◆ WORK REQUEST: In the records below, some lines hold the word "value". Copy each of those lines.

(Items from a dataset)
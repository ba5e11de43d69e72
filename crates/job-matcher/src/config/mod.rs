mod matcher;
mod vocabulary;
mod weights;

pub use matcher::{
    CompanyList, FilterConfig, LocationFilters, MatcherConfig, OutputConfig, ResumeSource,
    ScoringConfig, SourcesConfig,
};
pub use vocabulary::{SkillVocabulary, VocabularyTerm};
pub use weights::MatchWeights;

use std::env;
use std::fmt;
use std::path::{Path, PathBuf};

/// Distinguishes runtime behavior for different stages of the tool.
#[derive(Debug, Clone, Copy, PartialEq, Eq)]
pub enum AppEnvironment {
    Development,
    Test,
    Production,
}

impl AppEnvironment {
    fn from_str(value: &str) -> Self {
        match value.trim().to_ascii_lowercase().as_str() {
            "prod" | "production" => Self::Production,
            "test" | "ci" => Self::Test,
            _ => Self::Development,
        }
    }

    /// Log filter used when `APP_LOG_LEVEL` is unset.
    pub fn default_log_level(self) -> &'static str {
        match self {
            Self::Development => "debug",
            Self::Test => "warn",
            Self::Production => "info",
        }
    }
}

/// Process-level settings read from the environment (and `.env`).
#[derive(Debug, Clone)]
pub struct AppConfig {
    pub environment: AppEnvironment,
    pub paths: PathConfig,
    pub telemetry: TelemetryConfig,
}

impl AppConfig {
    pub fn load() -> Result<Self, ConfigError> {
        dotenvy::dotenv().ok();

        let environment = AppEnvironment::from_str(
            &env::var("APP_ENV").unwrap_or_else(|_| "development".to_string()),
        );

        let config_path = env::var("APP_CONFIG_PATH")
            .map(PathBuf::from)
            .unwrap_or_else(|_| PathBuf::from("config/config.yaml"));
        let data_dir = env::var("APP_DATA_DIR")
            .map(PathBuf::from)
            .unwrap_or_else(|_| PathBuf::from("data"));

        let log_level = env::var("APP_LOG_LEVEL")
            .unwrap_or_else(|_| environment.default_log_level().to_string());

        Ok(Self {
            environment,
            paths: PathConfig {
                config_path,
                data_dir,
            },
            telemetry: TelemetryConfig { log_level },
        })
    }
}

/// Filesystem locations for configuration, cached postings, and results.
#[derive(Debug, Clone)]
pub struct PathConfig {
    pub config_path: PathBuf,
    pub data_dir: PathBuf,
}

impl PathConfig {
    /// `skills.yaml` lives next to the matcher config file.
    pub fn skills_path(&self) -> PathBuf {
        skills_path_for(&self.config_path)
    }

    pub fn raw_jobs_dir(&self) -> PathBuf {
        self.data_dir.join("raw_jobs")
    }

    pub fn results_dir(&self) -> PathBuf {
        self.data_dir.join("results")
    }
}

pub fn skills_path_for(config_path: &Path) -> PathBuf {
    config_path
        .parent()
        .map(|dir| dir.join("skills.yaml"))
        .unwrap_or_else(|| PathBuf::from("skills.yaml"))
}

/// Tracing controls.
#[derive(Debug, Clone)]
pub struct TelemetryConfig {
    pub log_level: String,
}

#[derive(Debug)]
pub enum ConfigError {
    Read {
        path: PathBuf,
        source: std::io::Error,
    },
    Yaml {
        path: PathBuf,
        source: serde_yaml::Error,
    },
    WeightSum {
        total: f64,
    },
    NegativeWeight {
        name: &'static str,
        value: f64,
    },
    EmptyVocabulary,
    InvalidTopN,
    InvalidMinScore {
        value: f64,
    },
    NoCompanies,
}

impl fmt::Display for ConfigError {
    fn fmt(&self, f: &mut fmt::Formatter<'_>) -> fmt::Result {
        match self {
            ConfigError::Read { path, .. } => {
                write!(f, "unable to read config file {}", path.display())
            }
            ConfigError::Yaml { path, source } => {
                write!(f, "invalid YAML in {}: {}", path.display(), source)
            }
            ConfigError::WeightSum { total } => {
                write!(f, "scoring weights must sum to 1.0 (got {:.4})", total)
            }
            ConfigError::NegativeWeight { name, value } => {
                write!(
                    f,
                    "scoring weight '{}' must be a finite non-negative number (got {})",
                    name, value
                )
            }
            ConfigError::EmptyVocabulary => write!(
                f,
                "skill vocabulary must declare at least one required or preferred skill"
            ),
            ConfigError::InvalidTopN => write!(f, "output.top_n must be greater than zero"),
            ConfigError::InvalidMinScore { value } => write!(
                f,
                "filters.min_match_percent must be between 0 and 100 (got {})",
                value
            ),
            ConfigError::NoCompanies => write!(
                f,
                "no companies configured under sources.greenhouse or sources.lever"
            ),
        }
    }
}

impl std::error::Error for ConfigError {
    fn source(&self) -> Option<&(dyn std::error::Error + 'static)> {
        match self {
            ConfigError::Read { source, .. } => Some(source),
            ConfigError::Yaml { source, .. } => Some(source),
            ConfigError::WeightSum { .. }
            | ConfigError::NegativeWeight { .. }
            | ConfigError::EmptyVocabulary
            | ConfigError::InvalidTopN
            | ConfigError::InvalidMinScore { .. }
            | ConfigError::NoCompanies => None,
        }
    }
}

pub(crate) fn read_yaml<T>(path: &Path) -> Result<T, ConfigError>
where
    T: serde::de::DeserializeOwned,
{
    let raw = std::fs::read_to_string(path).map_err(|source| ConfigError::Read {
        path: path.to_path_buf(),
        source,
    })?;
    serde_yaml::from_str(&raw).map_err(|source| ConfigError::Yaml {
        path: path.to_path_buf(),
        source,
    })
}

◆ WORKED SOLUTION:
    fn from_str(value: &str) -> Self {
        match value.trim().to_ascii_lowercase().as_str() {
        value: f64,
        value: f64,
            ConfigError::NegativeWeight { name, value } => {
                    name, value
            ConfigError::InvalidMinScore { value } => write!(
                value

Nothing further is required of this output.